Auch Freistellungen, die jeweils mit beträchtlichen Abfindungszahlungen verbunden sind, existieren bei WestSpiel in weit überdurchschnittlichem Maß. Nach Aussagen verschiedener Beschäftigter sind personelle Seilschaften bei WestSpiel wichtiger als die gemeinsame Orientierung am Betriebserfolg.

Negativ ist auch die Entwicklung in der WestSpielGastronomie, deren Erlöse im Jahr 2014 um rund ein Drittel zurückgegangen sind. Die für WestSpiel typische Reaktion hierauf hat einmal mehr in der kostenträchtigen Neubesetzung und Ausweitung von Führungspositionen gelegen, ohne dass in diesem Bereich eine ökonomische Verbesserung bislang bekannt geworden wäre.

Es stellt sich ferner die Frage, ob die zahlreichen oft millionenschweren Restrukturierungen an den einzelnen Casinostandorten sich bislang auch nur ansatzweise finanziell gerechnet oder zumindest bei den Besucherzahlen als erfolgreich erwiesen haben. Aus Unternehmenskreisen werden hierzu gegenüber der Politik eher verschiedene Beispiele teurer gescheiterter Restrukturierungen benannt.

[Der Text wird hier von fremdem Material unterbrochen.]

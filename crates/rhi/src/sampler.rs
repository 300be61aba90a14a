//! Texture samplers.

use std::sync::Arc;

use ash::vk;
use tracing::debug;

use crate::device::Device;
use crate::error::RhiResult;

/// Filtering and addressing presets.
#[derive(Clone, Copy, Debug, PartialEq, Eq)]
pub enum SamplerKind {
    /// Trilinear, repeating; used for material textures.
    LinearRepeat,
    /// Bilinear, clamped; used for screen-space inputs that are filtered.
    LinearClamp,
    /// Point sampling, clamped; used for G-buffer and depth fetches.
    NearestClamp,
}

impl SamplerKind {
    fn filter(self) -> vk::Filter {
        match self {
            SamplerKind::LinearRepeat | SamplerKind::LinearClamp => vk::Filter::LINEAR,
            SamplerKind::NearestClamp => vk::Filter::NEAREST,
        }
    }

    fn address_mode(self) -> vk::SamplerAddressMode {
        match self {
            SamplerKind::LinearRepeat => vk::SamplerAddressMode::REPEAT,
            SamplerKind::LinearClamp | SamplerKind::NearestClamp => {
                vk::SamplerAddressMode::CLAMP_TO_EDGE
            }
        }
    }
}

pub struct Sampler {
    device: Arc<Device>,
    sampler: vk::Sampler,
    kind: SamplerKind,
}

impl Sampler {
    pub fn new(device: Arc<Device>, kind: SamplerKind) -> RhiResult<Self> {
        let filter = kind.filter();
        let address = kind.address_mode();
        let anisotropy = kind == SamplerKind::LinearRepeat && device.anisotropy_enabled();

        let create_info = vk::SamplerCreateInfo::default()
            .mag_filter(filter)
            .min_filter(filter)
            .mipmap_mode(vk::SamplerMipmapMode::NEAREST)
            .address_mode_u(address)
            .address_mode_v(address)
            .address_mode_w(address)
            .anisotropy_enable(anisotropy)
            .max_anisotropy(if anisotropy {
                device.limits().max_sampler_anisotropy.min(8.0)
            } else {
                1.0
            })
            .min_lod(0.0)
            .max_lod(0.0)
            .border_color(vk::BorderColor::FLOAT_TRANSPARENT_BLACK);

        let sampler = unsafe { device.handle().create_sampler(&create_info, None)? };

        debug!("Created {:?} sampler", kind);

        Ok(Self {
            device,
            sampler,
            kind,
        })
    }

    #[inline]
    pub fn handle(&self) -> vk::Sampler {
        self.sampler
    }

    #[inline]
    pub fn kind(&self) -> SamplerKind {
        self.kind
    }
}

impl Drop for Sampler {
    fn drop(&mut self) {
        unsafe {
            self.device.handle().destroy_sampler(self.sampler, None);
        }
        debug!("Destroyed {:?} sampler", self.kind);
    }
}

#[cfg(test)]
mod tests {
    use super::*;

    #[test]
    fn test_screen_space_samplers_clamp() {
        assert_eq!(
            SamplerKind::NearestClamp.address_mode(),
            vk::SamplerAddressMode::CLAMP_TO_EDGE
        );
        assert_eq!(SamplerKind::NearestClamp.filter(), vk::Filter::NEAREST);
        assert_eq!(
            SamplerKind::LinearRepeat.address_mode(),
            vk::SamplerAddressMode::REPEAT
        );
    }
}
//! CPU mesh data, procedural generators and the GPU mesh registry.
//!
//! Generated triangles wind counter-clockwise when viewed from the side the
//! normal points to, matching the pipelines' front-face setting.

use std::sync::Arc;

use glam::{Vec2, Vec3, Vec4};
use tracing::{debug, info};
use vesper_rhi::buffer::{Buffer, BufferUsage};
use vesper_rhi::device::Device;
use vesper_rhi::vertex::Vertex;
use vesper_rhi::vk;

use crate::error::{ResourceError, ResourceResult};

/// Indexed triangle list in host memory.
#[derive(Clone, Debug, Default, PartialEq)]
pub struct MeshData {
    pub vertices: Vec<Vertex>,
    pub indices: Vec<u32>,
}

impl MeshData {
    /// Unit cube centred on the origin with per-face normals and tangents.
    pub fn cube() -> Self {
        // (normal, u, v) with u x v == normal
        const FACES: [(Vec3, Vec3, Vec3); 6] = [
            (Vec3::X, Vec3::NEG_Z, Vec3::Y),
            (Vec3::NEG_X, Vec3::Z, Vec3::Y),
            (Vec3::Y, Vec3::X, Vec3::NEG_Z),
            (Vec3::NEG_Y, Vec3::X, Vec3::Z),
            (Vec3::Z, Vec3::X, Vec3::Y),
            (Vec3::NEG_Z, Vec3::NEG_X, Vec3::Y),
        ];
        const CORNERS: [(f32, f32); 4] = [(-1.0, -1.0), (1.0, -1.0), (1.0, 1.0), (-1.0, 1.0)];

        let mut vertices = Vec::with_capacity(24);
        let mut indices = Vec::with_capacity(36);

        for (normal, u, v) in FACES {
            let base = vertices.len() as u32;
            let center = normal * 0.5;
            for (su, sv) in CORNERS {
                vertices.push(Vertex::new(
                    center + (u * su + v * sv) * 0.5,
                    normal,
                    Vec2::new((su + 1.0) * 0.5, (1.0 - sv) * 0.5),
                    u.extend(1.0),
                ));
            }
            indices.extend_from_slice(&[base, base + 1, base + 2, base, base + 2, base + 3]);
        }

        Self { vertices, indices }
    }

    /// Square grid in the XZ plane at height `y`, facing +Y.
    ///
    /// `subdivisions` cells per side; `(subdivisions + 1)^2` vertices.
    pub fn grid(size: f32, subdivisions: u32, y: f32) -> Self {
        let n = subdivisions.max(1);
        let row = n + 1;
        let step = size / n as f32;
        let half = size * 0.5;

        let mut vertices = Vec::with_capacity((row * row) as usize);
        for j in 0..row {
            for i in 0..row {
                vertices.push(Vertex::new(
                    Vec3::new(-half + i as f32 * step, y, -half + j as f32 * step),
                    Vec3::Y,
                    Vec2::new(i as f32 / n as f32, j as f32 / n as f32),
                    Vec4::new(1.0, 0.0, 0.0, 1.0),
                ));
            }
        }

        let mut indices = Vec::with_capacity((n * n * 6) as usize);
        for j in 0..n {
            for i in 0..n {
                let a = j * row + i;
                let b = (j + 1) * row + i;
                let c = (j + 1) * row + i + 1;
                let d = j * row + i + 1;
                indices.extend_from_slice(&[a, b, c, a, c, d]);
            }
        }

        Self { vertices, indices }
    }

    /// A single quad; `grid` with one cell.
    pub fn plane(size: f32, y: f32) -> Self {
        Self::grid(size, 1, y)
    }

    #[inline]
    pub fn index_count(&self) -> u32 {
        self.indices.len() as u32
    }

    /// Checks that the data forms a non-empty, in-bounds triangle list.
    pub fn validate(&self, name: &str) -> ResourceResult<()> {
        let invalid = |reason: String| ResourceError::InvalidMesh {
            name: name.to_string(),
            reason,
        };

        if self.vertices.is_empty() || self.indices.is_empty() {
            return Err(invalid("mesh has no geometry".to_string()));
        }
        if !self.indices.len().is_multiple_of(3) {
            return Err(invalid(format!(
                "index count {} is not a multiple of 3",
                self.indices.len()
            )));
        }
        let vertex_count = self.vertices.len() as u32;
        if let Some(&bad) = self.indices.iter().find(|&&i| i >= vertex_count) {
            return Err(invalid(format!(
                "index {bad} out of range for {vertex_count} vertices"
            )));
        }
        Ok(())
    }
}

/// Opaque reference to a mesh uploaded to a [`MeshRegistry`].
#[derive(Clone, Copy, Debug, PartialEq, Eq, Hash, PartialOrd, Ord)]
pub struct MeshHandle(u32);

impl MeshHandle {
    #[inline]
    pub fn index(self) -> usize {
        self.0 as usize
    }
}

/// Vertex and index buffers for one mesh.
pub struct GpuMesh {
    vertex_buffer: Buffer,
    index_buffer: Buffer,
    index_count: u32,
}

impl GpuMesh {
    pub fn upload(device: Arc<Device>, data: &MeshData) -> ResourceResult<Self> {
        let vertex_buffer = Buffer::new_with_data(
            device.clone(),
            BufferUsage::Vertex,
            bytemuck::cast_slice(&data.vertices),
        )?;
        let index_buffer = Buffer::new_with_data(
            device,
            BufferUsage::Index,
            bytemuck::cast_slice(&data.indices),
        )?;

        Ok(Self {
            vertex_buffer,
            index_buffer,
            index_count: data.index_count(),
        })
    }

    #[inline]
    pub fn vertex_buffer(&self) -> vk::Buffer {
        self.vertex_buffer.handle()
    }

    #[inline]
    pub fn index_buffer(&self) -> vk::Buffer {
        self.index_buffer.handle()
    }

    #[inline]
    pub fn index_type(&self) -> vk::IndexType {
        vk::IndexType::UINT32
    }

    #[inline]
    pub fn index_count(&self) -> u32 {
        self.index_count
    }
}

/// Owns every uploaded mesh. Meshes live until the registry is dropped.
pub struct MeshRegistry {
    device: Arc<Device>,
    meshes: Vec<(String, GpuMesh)>,
}

impl MeshRegistry {
    pub fn new(device: Arc<Device>) -> Self {
        Self {
            device,
            meshes: Vec::new(),
        }
    }

    /// Validates and uploads `data`, returning its handle.
    pub fn upload(&mut self, name: &str, data: &MeshData) -> ResourceResult<MeshHandle> {
        data.validate(name)?;
        let mesh = GpuMesh::upload(self.device.clone(), data)?;
        let handle = MeshHandle(self.meshes.len() as u32);

        info!(
            "Uploaded mesh '{}' as {:?}: {} vertices, {} indices",
            name,
            handle,
            data.vertices.len(),
            data.indices.len()
        );

        self.meshes.push((name.to_string(), mesh));
        Ok(handle)
    }

    pub fn get(&self, handle: MeshHandle) -> Option<&GpuMesh> {
        self.meshes.get(handle.index()).map(|(_, mesh)| mesh)
    }

    /// Like [`get`](Self::get) but reports unknown handles as an error.
    pub fn require(&self, handle: MeshHandle) -> ResourceResult<&GpuMesh> {
        self.get(handle).ok_or(ResourceError::UnknownMesh(handle))
    }

    pub fn name(&self, handle: MeshHandle) -> Option<&str> {
        self.meshes.get(handle.index()).map(|(name, _)| name.as_str())
    }

    #[inline]
    pub fn len(&self) -> usize {
        self.meshes.len()
    }

    #[inline]
    pub fn is_empty(&self) -> bool {
        self.meshes.is_empty()
    }
}

impl Drop for MeshRegistry {
    fn drop(&mut self) {
        debug!("Releasing {} mesh(es)", self.meshes.len());
    }
}

#[cfg(test)]
mod tests {
    use super::*;

    fn assert_front_faces_follow_normals(mesh: &MeshData) {
        for tri in mesh.indices.chunks_exact(3) {
            let [a, b, c] = [tri[0], tri[1], tri[2]].map(|i| mesh.vertices[i as usize]);
            let face = (b.position - a.position).cross(c.position - a.position);
            assert!(
                face.dot(a.normal) > 0.0,
                "triangle {:?} winds against its normal",
                tri
            );
        }
    }

    #[test]
    fn test_cube_counts_and_bounds() {
        let cube = MeshData::cube();
        assert_eq!(cube.vertices.len(), 24);
        assert_eq!(cube.indices.len(), 36);
        assert!(cube.validate("cube").is_ok());
        for v in &cube.vertices {
            assert!(v.position.abs().max_element() <= 0.5 + 1e-6);
            assert!((v.normal.length() - 1.0).abs() < 1e-6);
            assert!(v.tangent.truncate().dot(v.normal).abs() < 1e-6);
        }
    }

    #[test]
    fn test_cube_winding() {
        assert_front_faces_follow_normals(&MeshData::cube());
    }

    #[test]
    fn test_grid_counts_and_winding() {
        let grid = MeshData::grid(10.0, 4, -0.5);
        assert_eq!(grid.vertices.len(), 25);
        assert_eq!(grid.indices.len(), 4 * 4 * 6);
        assert!(grid.vertices.iter().all(|v| v.position.y == -0.5));
        assert_front_faces_follow_normals(&grid);

        let xs: Vec<f32> = grid.vertices.iter().map(|v| v.position.x).collect();
        let min = xs.iter().copied().fold(f32::MAX, f32::min);
        let max = xs.iter().copied().fold(f32::MIN, f32::max);
        assert!((min + 5.0).abs() < 1e-5 && (max - 5.0).abs() < 1e-5);
    }

    #[test]
    fn test_grid_zero_subdivisions_is_one_cell() {
        assert_eq!(MeshData::grid(1.0, 0, 0.0), MeshData::plane(1.0, 0.0));
    }

    #[test]
    fn test_validate_rejects_bad_meshes() {
        assert!(MeshData::default().validate("empty").is_err());

        let mut out_of_range = MeshData::plane(1.0, 0.0);
        out_of_range.indices[0] = 99;
        let err = out_of_range.validate("bad").unwrap_err();
        assert!(matches!(err, ResourceError::InvalidMesh { .. }));

        let mut ragged = MeshData::plane(1.0, 0.0);
        ragged.indices.pop();
        assert!(ragged.validate("ragged").is_err());
    }
}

Wenn sich die Ertragslage in staatlichen Casinos offenbar so verlustreich darstellt wie in den letzten Jahren praktiziert, stellt sich berechtigterweise die Frage, warum gerade die Ausweitung der Anzahl von Standorten die richtige betriebswirtschaftliche Reaktion auf diese Problematik darstellen soll.

Angesichts der nun bereits seit zahlreichen Jahren aufgetretenen Verluste bei WestSpiel und der noch für etliche Jahre vom Finanzminister erwarteten fortgesetzten Schieflage ist das bei WestSpiel in mehrerlei Hinsicht fragwürdige Finanzgebaren nicht länger akzeptabel und bedarf schnellstens einer eingehenden Prüfung und Erörterung. Der Finanzminister sollte das Parlament aus all den zuvor genannten Gründen umfassend informieren, welche Konsolidierungsstrategie er nun verfolgt.

Welche strukturellen Maßnahmen ergreift der Finanzminister endlich zur Beseitigung der ökonomischen Schieflage bei WestSpiel?